Introduction

Ports are used to connect model instances for exchanging data objects. The kind of porthole and the type of data objects accepted or produced by the model component to which the port belongs must be defined.

With primitive model components, ports can be single portholes or multiple portholes. The following table shows the possible combinations of port types as well as the keywords used for ports in the primitive sources. At this stage inoutmulti and inout ports are not supported by MLDesigner.

Ports of FSM primitives can only be single portholes.

Possible port type combinations

Port type

Port number

Icon representation

Type name

Input

Single

single arrow

input

Input

Multiple

double arrow

inmulti

Output

Single

single arrow

output

Output

Multiple

double arrow

outmulti

Data objects that pass from one port to another in MLDesigner are called particles or tokens. There are different types that are supported by MLDesigner (see Possible data type combinations below). A model that operates on anytype particles is said to be polymorphic. Polymorphic models operate on multiple types of data. For example, a Printer primitive can produce a textual representation of any type of particle.

MLDesigner usually makes conversions between numeric particle types automatically. The float to complex conversion does the obvious thing, putting the float value into the real part of the complex number and setting the imaginary part to zero. The complex to float conversion computes the magnitude of the complex number. integer to float conversion is easy enough. float to integer conversion rounds to the nearest integer.

In some situations, automatic type conversions cannot be made. A common difficulty involves several outputs of different types feeding a Merge primitive. MLDesigner must assign a specific type to the Merge primitive’s output, but in this case it will be unable to decide which type to use. An error message is displayed stating ”cannot determine DataType” for the output. The solution is to insert one or more types of conversion primitives, so that all the values arriving at the Merge primitive have the same type. The conversion primitives can be found in the Conversion libraries of the appropriate domain. Some domains are more restrictive about particle type conversions than others. Assignment of types to anytype portholes and resolution of type conflicts is discussed further in Manipulating Particles of Type anytype.

The type of port and type of data objects consumed or emitted by the port determines the appearance of the port. The following table shows different types of ports and illustrates the type of data compatible with each port type. A port definition in the model component is also called a formal port.

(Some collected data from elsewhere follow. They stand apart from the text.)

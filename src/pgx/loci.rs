//! The closed set of supported pharmacogenes and their coordinate windows.

use serde::{Deserialize, Serialize};

use crate::{common::normalize_chrom, err::PgxError};

/// Enumeration of the configured pharmacogenes.
///
/// The discriminant order must match `GENE_LOCI`.
#[derive(
    Serialize,
    Deserialize,
    PartialEq,
    Eq,
    PartialOrd,
    Ord,
    Hash,
    Clone,
    Copy,
    Debug,
    strum::EnumString,
    strum::Display,
    strum::EnumIter,
)]
#[serde(rename_all = "UPPERCASE")]
#[strum(serialize_all = "UPPERCASE", ascii_case_insensitive)]
pub enum Gene {
    Cyp2d6,
    Cyp2c19,
    Cyp2c9,
    Cyp3a5,
    Tpmt,
    Slco1b1,
    Vkorc1,
}

impl Gene {
    /// Parse a gene symbol, failing with `PgxError::UnsupportedGene` outside the locus set.
    pub fn from_symbol(symbol: &str) -> Result<Self, PgxError> {
        symbol
            .trim()
            .parse()
            .map_err(|_| PgxError::UnsupportedGene(symbol.to_owned()))
    }

    /// All configured genes, in registry order.
    pub fn all() -> Vec<Gene> {
        use strum::IntoEnumIterator;
        Gene::iter().collect()
    }

    /// Genes that receive a metabolizer status in a patient profile.
    ///
    /// VKORC1 only contributes to the warfarin composite.
    pub fn profiled() -> Vec<Gene> {
        Gene::all()
            .into_iter()
            .filter(|gene| *gene != Gene::Vkorc1)
            .collect()
    }

    /// The gene symbol, e.g., `CYP2C19`.
    pub fn symbol(&self) -> String {
        self.to_string()
    }

    /// Prefix of the reference data file names, e.g., `cyp2c19`.
    pub fn file_stem(&self) -> String {
        self.symbol().to_lowercase()
    }

    pub fn locus(&self) -> &'static GeneLocus {
        &GENE_LOCI[*self as usize]
    }
}

/// Coordinates of one gene on GRCh38, 1-based and inclusive.
#[derive(Debug, Clone, PartialEq, Eq, Serialize)]
pub struct GeneLocus {
    pub gene: Gene,
    pub chrom: &'static str,
    pub start: u64,
    pub end: u64,
}

impl GeneLocus {
    /// Whether `chrom:pos` falls into the window; `chr` prefixes are ignored.
    pub fn contains(&self, chrom: &str, pos: u64) -> bool {
        normalize_chrom(chrom) == normalize_chrom(self.chrom) && self.start <= pos && pos <= self.end
    }
}

/// Coordinate windows on GRCh38, including the upstream promoter of VKORC1.
pub static GENE_LOCI: &[GeneLocus] = &[
    GeneLocus {
        gene: Gene::Cyp2d6,
        chrom: "chr22",
        start: 42_126_000,
        end: 42_132_000,
    },
    GeneLocus {
        gene: Gene::Cyp2c19,
        chrom: "chr10",
        start: 94_758_000,
        end: 94_855_547,
    },
    GeneLocus {
        gene: Gene::Cyp2c9,
        chrom: "chr10",
        start: 94_938_658,
        end: 94_990_091,
    },
    GeneLocus {
        gene: Gene::Cyp3a5,
        chrom: "chr7",
        start: 99_645_193,
        end: 99_679_998,
    },
    GeneLocus {
        gene: Gene::Tpmt,
        chrom: "chr6",
        start: 18_128_311,
        end: 18_155_305,
    },
    GeneLocus {
        gene: Gene::Slco1b1,
        chrom: "chr12",
        start: 21_128_193,
        end: 21_242_796,
    },
    GeneLocus {
        gene: Gene::Vkorc1,
        chrom: "chr16",
        start: 31_089_000,
        end: 31_098_000,
    },
];

#[cfg(test)]
mod test {
    use pretty_assertions::assert_eq;

    use super::Gene;

    #[test]
    fn registry_order_matches_enum() {
        for gene in Gene::all() {
            assert_eq!(gene.locus().gene, gene);
        }
        assert_eq!(super::GENE_LOCI.len(), Gene::all().len());
    }

    #[rstest::rstest]
    #[case("CYP2C19", Gene::Cyp2c19)]
    #[case("cyp2c9", Gene::Cyp2c9)]
    #[case(" SLCO1B1 ", Gene::Slco1b1)]
    fn from_symbol(#[case] symbol: &str, #[case] expected: Gene) -> Result<(), anyhow::Error> {
        assert_eq!(Gene::from_symbol(symbol)?, expected);
        Ok(())
    }

    #[test]
    fn from_symbol_unsupported() {
        let err = Gene::from_symbol("BRCA1").unwrap_err();
        assert!(matches!(err, crate::err::PgxError::UnsupportedGene(s) if s == "BRCA1"));
    }

    #[test]
    fn symbol_and_file_stem() {
        assert_eq!(Gene::Cyp2c19.symbol(), "CYP2C19");
        assert_eq!(Gene::Slco1b1.file_stem(), "slco1b1");
    }

    #[test]
    fn profiled_excludes_vkorc1() {
        assert!(!Gene::profiled().contains(&Gene::Vkorc1));
        assert_eq!(Gene::profiled().len(), 6);
    }

    #[rstest::rstest]
    #[case("chr10", 94_781_859, true)]
    #[case("10", 94_781_859, true)]
    #[case("chr10", 94_758_000, true)]
    #[case("chr10", 94_855_547, true)]
    #[case("chr10", 94_855_548, false)]
    #[case("chr11", 94_781_859, false)]
    fn cyp2c19_window(#[case] chrom: &str, #[case] pos: u64, #[case] expected: bool) {
        assert_eq!(Gene::Cyp2c19.locus().contains(chrom, pos), expected);
    }
}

Scalar Matrix Multiple Scalar Multiple Matrix
Input Ports
Output Ports

The black triangle inside the formal port is the point where you connect it to ports of model instances within the model. The instance represents the model component if it is embedded into another model. The port representation of an instance, the so-called actual port, serves as a connection point for connecting model instances and is sometimes called a terminal.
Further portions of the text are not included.